John shrugged. “You eat like a bird and then collapse. I don’t want you fainting in front of the Carters. They’d probably call the police. And that’s bad for both of us.”
His words were logical, cool. But still, it meant something.
She sat across from him. “What kind of business do you run?”
He glanced up, expression blank. “Didn’t we agree? No questions.”
Her fork paused mid-air. “Just curious.”
John didn’t respond. He went back to his book, as if the conversation had ended.
Downstairs, Elsie watched the upstairs window with a smile.
“They’re settling in well,” she told Harold, pouring tea. “Young love is quiet sometimes. But I see it.”
Harold chuckled. “You always see love. Even in the mailman and the garbage collector.”
Elsie nodded. “Because love changes people, Harold. You just watch. That boy up there—John—he’s carrying something heavy. But she’ll change that. You’ll see.”
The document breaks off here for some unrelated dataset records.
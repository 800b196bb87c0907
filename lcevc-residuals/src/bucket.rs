/*
 * Copyright 2025 Security Union LLC
 *
 * Licensed under either of
 *
 * * Apache License, Version 2.0
 *   (http://www.apache.org/licenses/LICENSE-2.0)
 * * MIT license
 *   (http://opensource.org/licenses/MIT)
 *
 * at your option.
 *
 * Unless you explicitly state otherwise, any contribution intentionally
 * submitted for inclusion in the work by you, as defined in the Apache-2.0
 * license, shall be dual licensed as above, without any additional terms or
 * conditions.
 */

//! A fixed-width time window of packets with ordered keys.

use std::cell::OnceCell;
use std::collections::HashMap;

use crate::packet::{Packet, TimeKey};

/// Index of the greatest key `<= value`, if any.
pub(crate) fn floor_position(keys: &[TimeKey], value: TimeKey) -> Option<usize> {
    keys.partition_point(|k| *k <= value).checked_sub(1)
}

/// Packets whose start time falls in `[start_time, end_time)`.
///
/// Keys live twice: in a map for constant-time access and in a sorted vector
/// for ordered traversal. The keyframe index is derived from both and cached
/// until the next mutation.
#[derive(Debug)]
pub struct Bucket {
    index: i64,
    start_time: f64,
    end_time: f64,
    packets: HashMap<TimeKey, Packet>,
    ordered_keys: Vec<TimeKey>,
    keyframe_keys: OnceCell<Vec<TimeKey>>,
}

impl Bucket {
    pub fn new(index: i64, size: f64) -> Self {
        Self {
            index,
            start_time: index as f64 * size,
            end_time: index.saturating_add(1) as f64 * size,
            packets: HashMap::new(),
            ordered_keys: Vec::new(),
            keyframe_keys: OnceCell::new(),
        }
    }

    pub fn index(&self) -> i64 {
        self.index
    }

    pub fn start_time(&self) -> f64 {
        self.start_time
    }

    pub fn end_time(&self) -> f64 {
        self.end_time
    }

    pub fn len(&self) -> usize {
        self.ordered_keys.len()
    }

    pub fn is_empty(&self) -> bool {
        self.ordered_keys.is_empty()
    }

    //
    // Reads
    //

    pub fn get(&self, key: &TimeKey) -> Option<&Packet> {
        self.packets.get(key)
    }

    pub fn contains_key(&self, key: &TimeKey) -> bool {
        self.packets.contains_key(key)
    }

    pub fn ordered_keys(&self) -> &[TimeKey] {
        &self.ordered_keys
    }

    pub fn packet_at(&self, position: usize) -> Option<&Packet> {
        self.ordered_keys
            .get(position)
            .and_then(|key| self.packets.get(key))
    }

    pub fn first(&self) -> Option<&Packet> {
        self.packet_at(0)
    }

    pub fn last(&self) -> Option<&Packet> {
        self.ordered_keys
            .len()
            .checked_sub(1)
            .and_then(|position| self.packet_at(position))
    }

    /// Position of the greatest key `<= timestamp`.
    pub fn floor_position(&self, timestamp: f64) -> Option<usize> {
        floor_position(&self.ordered_keys, TimeKey::from_time(timestamp))
    }

    /// Packets in key order.
    pub fn iter(&self) -> impl DoubleEndedIterator<Item = &Packet> + '_ {
        self.ordered_keys
            .iter()
            .filter_map(|key| self.packets.get(key))
    }

    /// Sorted keys of the keyframe packets, recomputed if the bucket changed
    /// since the last call.
    pub fn keyframe_keys(&self) -> &[TimeKey] {
        self.keyframe_keys.get_or_init(|| {
            self.ordered_keys
                .iter()
                .filter(|key| match self.packets.get(key) {
                    Some(packet) => packet.keyframe,
                    None => {
                        log::warn!(
                            "Bucket {} lists key {} without a packet, skipping it",
                            self.index,
                            key
                        );
                        false
                    }
                })
                .copied()
                .collect()
        })
    }

    pub fn is_dirty(&self) -> bool {
        self.keyframe_keys.get().is_none()
    }

    pub fn mark_dirty(&mut self) {
        self.keyframe_keys.take();
    }

    //
    // Writes. Every one of these invalidates the keyframe index.
    //

    pub fn get_mut(&mut self, key: &TimeKey) -> Option<&mut Packet> {
        self.mark_dirty();
        self.packets.get_mut(key)
    }

    /// Stores `packet` under its key, returning the packet it replaced.
    pub fn insert(&mut self, packet: Packet) -> Option<Packet> {
        self.mark_dirty();
        let key = packet.key;
        self.packets.insert(key, packet).or_else(|| {
            if let Err(position) = self.ordered_keys.binary_search(&key) {
                self.ordered_keys.insert(position, key);
            }
            None
        })
    }

    pub fn remove(&mut self, key: &TimeKey) -> Option<Packet> {
        self.mark_dirty();
        if let Ok(position) = self.ordered_keys.binary_search(key) {
            self.ordered_keys.remove(position);
        }
        self.packets.remove(key)
    }

    /// Drops keys that no longer have a packet behind them. Returns how many
    /// were pruned.
    pub fn repair(&mut self) -> usize {
        let packets = &self.packets;
        let before = self.ordered_keys.len();
        self.ordered_keys.retain(|key| {
            let present = packets.contains_key(key);
            if !present {
                log::warn!("Pruning dangling key {key} from bucket {}", self.index);
            }
            present
        });
        let pruned = before - self.ordered_keys.len();
        if pruned > 0 {
            self.mark_dirty();
        }
        pruned
    }
}
/*
 * Copyright 2025 Security Union LLC
 *
 * Licensed under either of
 *
 * * Apache License, Version 2.0
 *   (http://www.apache.org/licenses/LICENSE-2.0)
 * * MIT license
 *   (http://opensource.org/licenses/MIT)
 *
 * at your option.
 *
 * Unless you explicitly state otherwise, any contribution intentionally
 * submitted for inclusion in the work by you, as defined in the Apache-2.0
 * license, shall be dual licensed as above, without any additional terms or
 * conditions.
 */

//! Drives a [`DecoderBackend`] from the packet store.
//!
//! Enhancement residuals are temporally predicted: a delta packet only
//! decodes correctly on top of everything fed since the last keyframe. The
//! orchestrator keeps track of what the decoder has seen and, for every
//! render timestamp, decides what has to be fed before the packet covering
//! it.
//!
//! Two entry points exist:
//!
//! * [`DecodeOrchestrator::parse_continuous`] for steady playback, which
//!   bridges short gaps by replaying recent history.
//! * [`DecodeOrchestrator::parse_from_keyframe`] for seeks and pauses, which
//!   restarts from the nearest keyframe and walks forward.
//!
//! A generic stream error on a delta packet means the decoder lost its global
//! configuration; the orchestrator then reopens the decoder and replays a
//! keyframe.

use web_time::Instant;

use crate::config::OrchestratorConfig;
use crate::decoder::{DecodedInfo, DecoderBackend, ErrorCode, PictureInfo};
use crate::guard::{InFlight, ParseGuard};
use crate::packet::{Level, Packet, TimeKey};
use crate::statistics::OrchestratorStats;
use crate::store::PacketStore;
use crate::{ResidualError, Result};

/// Where the decode session stands.
#[derive(Debug, Clone, Copy, PartialEq, Eq)]
pub enum SessionState {
    /// Nothing fed since the decoder was opened or the temporal state cleared.
    Idle,
    /// The decoder holds a consistent temporal chain up to the last fed key.
    Fed,
    /// The chain is broken; delta packets are skipped until a keyframe.
    AwaitingKeyframe,
}

#[derive(Debug, Clone, Copy, PartialEq, Eq)]
enum ResetMode {
    ReplayKeyframe,
    ReopenOnly,
}

/// Outcome of walking forward from one keyframe.
enum Replay<'s> {
    /// The keyframe itself was rejected.
    KeyframeFailed(ErrorCode),
    /// Nothing eligible between the keyframe and the target.
    Empty,
    Fed {
        last: &'s Packet,
        result: std::result::Result<PictureInfo, ErrorCode>,
        parse_log: Vec<TimeKey>,
    },
}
Meanwhile, two blocks away, a car sat parked under a flickering streetlamp.
Inside, a woman with crimson lipstick and cold eyes watched the house through binoculars.
Her fingers tapped the dashboard.
She spoke into a burner phone:
“He’s gone quiet. Too quiet. Living in some suburb. Says he’s a married man now.”
On the other end, a male voice snarled, “He better not be slipping. We need the docks cleared this Friday. Or you know what to do.”
The woman smiled, eyes locked on the second-floor window where a flicker of candlelight glowed.
“I always do.”
That night, Martha stood by the window, arms crossed.
John was brushing his teeth in the bathroom, the door half open. She could hear the water running, the low hum of the city outside.
She whispered to herself, “What are you hiding, John?”
As if he heard her, he appeared in the hallway behind her.
“We need to set some rules.”
She turned around. “Okay.”
“No questions. No snooping. We don’t sleep in the same room. We don’t get involved in each other’s business.”
“And we act married for the Carters,” she added.
He nodded once. “Exactly.”
They stood in silence.
“Got it,” she said.
But even as she agreed, she knew she’d already broken one of those rules.
She was already involved—whether he liked it or not.